#### What is being asked
Stop after the line containing "read, never write"; retype every line of the data before it exactly, starting from the first.

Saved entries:
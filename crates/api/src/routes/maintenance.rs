//! Scheduled maintenance entry points

use axum::{
    extract::{Path, State},
    Json,
};
use coachledger_billing::{InvariantCheckSummary, MaintenanceJob, MaintenanceReport};
use time::OffsetDateTime;

use crate::{
    error::{ApiError, ApiResult},
    state::AppState,
};

pub async fn run_job(
    State(state): State<AppState>,
    Path(job): Path<String>,
) -> ApiResult<Json<MaintenanceReport>> {
    let job: MaintenanceJob = job.parse()?;

    tracing::info!(job = job.as_str(), "Maintenance job triggered");
    let report = state
        .billing
        .maintenance
        .run(job, OffsetDateTime::now_utc())
        .await?;

    Ok(Json(report))
}

pub async fn run_invariants(
    State(state): State<AppState>,
) -> ApiResult<Json<InvariantCheckSummary>> {
    let checker = state
        .billing
        .invariants
        .as_ref()
        .ok_or_else(|| ApiError::NotFound("Invariant checks need a database".to_string()))?;

    Ok(Json(checker.run_all_checks().await?))
}
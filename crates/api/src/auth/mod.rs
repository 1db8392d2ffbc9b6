//! Payer and maintenance authentication

pub mod jwt;
pub mod middleware;

pub use jwt::{Claims, JwtManager};
pub use middleware::{require_auth, require_maintenance_secret, AuthError, AuthState, AuthUser};
//! Ledger invariants
//!
//! Runnable consistency checks over purchases, schedules and credit batches.
//! Run them after a webhook replay, a manual repair or on a schedule to catch
//! double grants and lost grants.
//!
//! ## Design Principles
//!
//! 1. **Executable**: Each invariant is a real SQL query that can be run
//! 2. **Explanatory**: Violations include enough context to debug
//! 3. **Non-destructive**: Checks only read, never write

use serde::{Deserialize, Serialize};
use sqlx::PgPool;
use time::OffsetDateTime;
use uuid::Uuid;

use crate::error::BillingResult;

/// Result of running a single invariant check
#[derive(Debug, Clone, Serialize, Deserialize)]
pub struct InvariantViolation {
    /// Which invariant was violated
    pub invariant: String,
    /// Owner or record ids affected
    pub subject_ids: Vec<Uuid>,
    pub description: String,
    /// Additional context for debugging
    pub context: serde_json::Value,
    pub severity: ViolationSeverity,
}

/// Severity of an invariant violation
#[derive(Debug, Clone, Copy, PartialEq, Eq, Serialize, Deserialize)]
pub enum ViolationSeverity {
    /// Critical - credits granted twice or never
    Critical,
    /// High - data inconsistency that needs attention
    High,
    /// Medium - potential issue, should investigate
    Medium,
    /// Low - minor inconsistency, informational
    Low,
}

impl std::fmt::Display for ViolationSeverity {
    fn fmt(&self, f: &mut std::fmt::Formatter<'_>) -> std::fmt::Result {
        match self {
            ViolationSeverity::Critical => write!(f, "CRITICAL"),
            ViolationSeverity::High => write!(f, "HIGH"),
            ViolationSeverity::Medium => write!(f, "MEDIUM"),
            ViolationSeverity::Low => write!(f, "LOW"),
        }
    }
}

/// Summary of all invariant checks
#[derive(Debug, Clone, Serialize, Deserialize)]
pub struct InvariantCheckSummary {
    pub checked_at: OffsetDateTime,
    pub checks_run: usize,
    pub checks_passed: usize,
    pub checks_failed: usize,
    pub violations: Vec<InvariantViolation>,
    pub healthy: bool,
}

impl InvariantCheckSummary {
    pub fn from_violations(
        checked_at: OffsetDateTime,
        checks_run: usize,
        violations: Vec<InvariantViolation>,
    ) -> Self {
        let checks_failed = violations
            .iter()
            .map(|v| &v.invariant)
            .collect::<std::collections::HashSet<_>>()
            .len();

        Self {
            checked_at,
            checks_run,
            checks_passed: checks_run.saturating_sub(checks_failed),
            checks_failed,
            healthy: violations.is_empty(),
            violations,
        }
    }
}

#[derive(Debug, sqlx::FromRow)]
struct UngrantedPurchaseRow {
    purchase_id: Uuid,
    owner_id: Uuid,
    checkout_session_id: String,
    credits_purchased: i64,
}

#[derive(Debug, sqlx::FromRow)]
struct DuplicateGrantRow {
    source_reference_id: Uuid,
    batch_count: i64,
    total_credits: i64,
}

#[derive(Debug, sqlx::FromRow)]
struct ScheduleCountRow {
    schedule_id: Uuid,
    stripe_subscription_id: String,
    installments_paid: i32,
    installment_count: i32,
}

#[derive(Debug, sqlx::FromRow)]
struct BatchAmountRow {
    batch_id: Uuid,
    owner_id: Uuid,
    original_amount: i64,
    remaining_amount: i64,
    status: String,
}

#[derive(Debug, sqlx::FromRow)]
struct UngrantedScheduleRow {
    schedule_id: Uuid,
    owner_id: Uuid,
    stripe_subscription_id: String,
}

/// Service for running ledger invariant checks
pub struct InvariantChecker {
    pool: PgPool,
}

impl InvariantChecker {
    pub fn new(pool: PgPool) -> Self {
        Self { pool }
    }

    /// Run all invariant checks and return summary
    pub async fn run_all_checks(&self) -> BillingResult<InvariantCheckSummary> {
        let now = OffsetDateTime::now_utc();
        let mut violations = Vec::new();

        violations.extend(self.check_completed_purchase_has_batch().await?);
        violations.extend(self.check_single_batch_per_reference().await?);
        violations.extend(self.check_completed_schedule_fully_paid().await?);
        violations.extend(self.check_batch_amounts_in_range().await?);
        violations.extend(self.check_depleted_status_consistent().await?);
        violations.extend(self.check_schedule_has_batch().await?);

        Ok(InvariantCheckSummary::from_violations(
            now,
            Self::available_checks().len(),
            violations,
        ))
    }

    /// Invariant 1: Every completed purchase produced a batch
    ///
    /// A completed purchase without a batch is a lost grant. The next
    /// confirmation of that session repairs it.
    async fn check_completed_purchase_has_batch(&self) -> BillingResult<Vec<InvariantViolation>> {
        let rows: Vec<UngrantedPurchaseRow> = sqlx::query_as(
            r#"
            SELECT p.id AS purchase_id, p.owner_id, p.checkout_session_id, p.credits_purchased
            FROM credit_purchases p
            WHERE p.status = 'completed'
              AND NOT EXISTS (
                  SELECT 1 FROM credit_batches b
                  WHERE b.source_type = 'purchase' AND b.source_reference_id = p.id
              )
            "#,
        )
        .fetch_all(&self.pool)
        .await?;

        Ok(rows
            .into_iter()
            .map(|row| InvariantViolation {
                invariant: "completed_purchase_has_batch".to_string(),
                subject_ids: vec![row.purchase_id, row.owner_id],
                description: format!(
                    "Purchase for session {} is completed but {} credits were never granted",
                    row.checkout_session_id, row.credits_purchased
                ),
                context: serde_json::json!({
                    "checkout_session_id": row.checkout_session_id,
                    "credits_purchased": row.credits_purchased,
                }),
                severity: ViolationSeverity::Critical,
            })
            .collect())
    }

    /// Invariant 2: At most one purchase batch per source reference
    async fn check_single_batch_per_reference(&self) -> BillingResult<Vec<InvariantViolation>> {
        let rows: Vec<DuplicateGrantRow> = sqlx::query_as(
            r#"
            SELECT source_reference_id,
                   COUNT(*) AS batch_count,
                   SUM(original_amount)::BIGINT AS total_credits
            FROM credit_batches
            WHERE source_type = 'purchase'
            GROUP BY source_reference_id
            HAVING COUNT(*) > 1
            "#,
        )
        .fetch_all(&self.pool)
        .await?;

        Ok(rows
            .into_iter()
            .map(|row| InvariantViolation {
                invariant: "single_batch_per_reference".to_string(),
                subject_ids: vec![row.source_reference_id],
                description: format!(
                    "Reference has {} purchase batches (expected 1)",
                    row.batch_count
                ),
                context: serde_json::json!({
                    "batch_count": row.batch_count,
                    "total_credits": row.total_credits,
                }),
                severity: ViolationSeverity::Critical,
            })
            .collect())
    }

    /// Invariant 3: Completed schedules are fully paid
    async fn check_completed_schedule_fully_paid(
        &self,
    ) -> BillingResult<Vec<InvariantViolation>> {
        let rows: Vec<ScheduleCountRow> = sqlx::query_as(
            r#"
            SELECT id AS schedule_id, stripe_subscription_id, installments_paid, installment_count
            FROM payment_schedules
            WHERE status = 'completed'
              AND installments_paid <> installment_count
            "#,
        )
        .fetch_all(&self.pool)
        .await?;

        Ok(rows
            .into_iter()
            .map(|row| InvariantViolation {
                invariant: "completed_schedule_fully_paid".to_string(),
                subject_ids: vec![row.schedule_id],
                description: format!(
                    "Schedule for {} is completed with {}/{} installments paid",
                    row.stripe_subscription_id, row.installments_paid, row.installment_count
                ),
                context: serde_json::json!({
                    "stripe_subscription_id": row.stripe_subscription_id,
                    "installments_paid": row.installments_paid,
                    "installment_count": row.installment_count,
                }),
                severity: ViolationSeverity::High,
            })
            .collect())
    }

    /// Invariant 4: `0 <= remaining <= original`
    async fn check_batch_amounts_in_range(&self) -> BillingResult<Vec<InvariantViolation>> {
        let rows: Vec<BatchAmountRow> = sqlx::query_as(
            r#"
            SELECT id AS batch_id, owner_id, original_amount, remaining_amount, status
            FROM credit_batches
            WHERE remaining_amount < 0 OR remaining_amount > original_amount
            "#,
        )
        .fetch_all(&self.pool)
        .await?;

        Ok(rows
            .into_iter()
            .map(|row| InvariantViolation {
                invariant: "batch_amounts_in_range".to_string(),
                subject_ids: vec![row.batch_id, row.owner_id],
                description: format!(
                    "Batch has remaining {} outside [0, {}]",
                    row.remaining_amount, row.original_amount
                ),
                context: serde_json::json!({
                    "original_amount": row.original_amount,
                    "remaining_amount": row.remaining_amount,
                    "status": row.status,
                }),
                severity: ViolationSeverity::Critical,
            })
            .collect())
    }

    /// Invariant 5: Live batches with nothing left are marked depleted
    async fn check_depleted_status_consistent(&self) -> BillingResult<Vec<InvariantViolation>> {
        let rows: Vec<BatchAmountRow> = sqlx::query_as(
            r#"
            SELECT id AS batch_id, owner_id, original_amount, remaining_amount, status
            FROM credit_batches
            WHERE (remaining_amount = 0 AND status IN ('active', 'partial'))
               OR (remaining_amount > 0 AND status = 'depleted')
            "#,
        )
        .fetch_all(&self.pool)
        .await?;

        Ok(rows
            .into_iter()
            .map(|row| InvariantViolation {
                invariant: "depleted_status_consistent".to_string(),
                subject_ids: vec![row.batch_id, row.owner_id],
                description: format!(
                    "Batch has remaining {} but status '{}'",
                    row.remaining_amount, row.status
                ),
                context: serde_json::json!({
                    "original_amount": row.original_amount,
                    "remaining_amount": row.remaining_amount,
                    "status": row.status,
                }),
                severity: ViolationSeverity::Medium,
            })
            .collect())
    }

    /// Invariant 6: Every schedule received its upfront grant
    async fn check_schedule_has_batch(&self) -> BillingResult<Vec<InvariantViolation>> {
        let rows: Vec<UngrantedScheduleRow> = sqlx::query_as(
            r#"
            SELECT s.id AS schedule_id, s.owner_id, s.stripe_subscription_id
            FROM payment_schedules s
            WHERE NOT EXISTS (
                SELECT 1 FROM credit_batches b
                WHERE b.source_type = 'purchase' AND b.source_reference_id = s.id
            )
            "#,
        )
        .fetch_all(&self.pool)
        .await?;

        Ok(rows
            .into_iter()
            .map(|row| InvariantViolation {
                invariant: "schedule_has_batch".to_string(),
                subject_ids: vec![row.schedule_id, row.owner_id],
                description: format!(
                    "Installment plan {} has no credit batch",
                    row.stripe_subscription_id
                ),
                context: serde_json::json!({
                    "stripe_subscription_id": row.stripe_subscription_id,
                }),
                severity: ViolationSeverity::Critical,
            })
            .collect())
    }

    /// Run a single invariant check by name
    pub async fn run_check(&self, name: &str) -> BillingResult<Vec<InvariantViolation>> {
        match name {
            "completed_purchase_has_batch" => self.check_completed_purchase_has_batch().await,
            "single_batch_per_reference" => self.check_single_batch_per_reference().await,
            "completed_schedule_fully_paid" => self.check_completed_schedule_fully_paid().await,
            "batch_amounts_in_range" => self.check_batch_amounts_in_range().await,
            "depleted_status_consistent" => self.check_depleted_status_consistent().await,
            "schedule_has_batch" => self.check_schedule_has_batch().await,
            _ => Ok(vec![]),
        }
    }

    /// Get list of all available invariant checks
    pub fn available_checks() -> Vec<&'static str> {
        vec![
            "completed_purchase_has_batch",
            "single_batch_per_reference",
            "completed_schedule_fully_paid",
            "batch_amounts_in_range",
            "depleted_status_consistent",
            "schedule_has_batch",
        ]
    }
}

#[cfg(test)]
mod tests {
    use super::*;

    fn violation(invariant: &str) -> InvariantViolation {
        InvariantViolation {
            invariant: invariant.to_string(),
            subject_ids: vec![Uuid::new_v4()],
            description: String::new(),
            context: serde_json::Value::Null,
            severity: ViolationSeverity::Critical,
        }
    }

    #[test]
    fn test_violation_severity_display() {
        assert_eq!(ViolationSeverity::Critical.to_string(), "CRITICAL");
        assert_eq!(ViolationSeverity::High.to_string(), "HIGH");
        assert_eq!(ViolationSeverity::Medium.to_string(), "MEDIUM");
        assert_eq!(ViolationSeverity::Low.to_string(), "LOW");
    }

    #[test]
    fn test_available_checks() {
        let checks = InvariantChecker::available_checks();
        assert_eq!(checks.len(), 6);
        assert!(checks.contains(&"completed_purchase_has_batch"));
        assert!(checks.contains(&"single_batch_per_reference"));
    }

    #[test]
    fn test_summary_counts_failed_checks_not_violations() {
        let summary = InvariantCheckSummary::from_violations(
            OffsetDateTime::now_utc(),
            6,
            vec![
                violation("completed_purchase_has_batch"),
                violation("completed_purchase_has_batch"),
                violation("batch_amounts_in_range"),
            ],
        );
        assert_eq!(summary.checks_failed, 2);
        assert_eq!(summary.checks_passed, 4);
        assert!(!summary.healthy);

        let clean = InvariantCheckSummary::from_violations(OffsetDateTime::now_utc(), 6, vec![]);
        assert!(clean.healthy);
    }
}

#### Response area
filename crates/api/src/routes/maintenance.rs
//! Scheduled maintenance entry points

use axum::{
    extract::{Path, State},
    Json,
};
use coachledger_billing::{InvariantCheckSummary, MaintenanceJob, MaintenanceReport};
use time::OffsetDateTime;

use crate::{
    error::{ApiError, ApiResult},
    state::AppState,
};

pub async fn run_job(
    State(state): State<AppState>,
    Path(job): Path<String>,
) -> ApiResult<Json<MaintenanceReport>> {
    let job: MaintenanceJob = job.parse()?;

    tracing::info!(job = job.as_str(), "Maintenance job triggered");
    let report = state
        .billing
        .maintenance
        .run(job, OffsetDateTime::now_utc())
        .await?;

    Ok(Json(report))
}

pub async fn run_invariants(
    State(state): State<AppState>,
) -> ApiResult<Json<InvariantCheckSummary>> {
    let checker = state
        .billing
        .invariants
        .as_ref()
        .ok_or_else(|| ApiError::NotFound("Invariant checks need a database".to_string()))?;

    Ok(Json(checker.run_all_checks().await?))
}
filename crates/api/src/auth/mod.rs
repository 1db8392d2ffbc9b6
//! Payer and maintenance authentication

pub mod jwt;
pub mod middleware;

pub use jwt::{Claims, JwtManager};
pub use middleware::{require_auth, require_maintenance_secret, AuthError, AuthState, AuthUser};
//! Ledger invariants
//!
//! Runnable consistency checks over purchases, schedules and credit batches.
//! Run them after a webhook replay, a manual repair or on a schedule to catch
//! double grants and lost grants.
//!
//! ## Design Principles
//!
//! 1. **Executable**: Each invariant is a real SQL query that can be run
//! 2. **Explanatory**: Violations include enough context to debug
//! 3. **Non-destructive**: Checks only read, never write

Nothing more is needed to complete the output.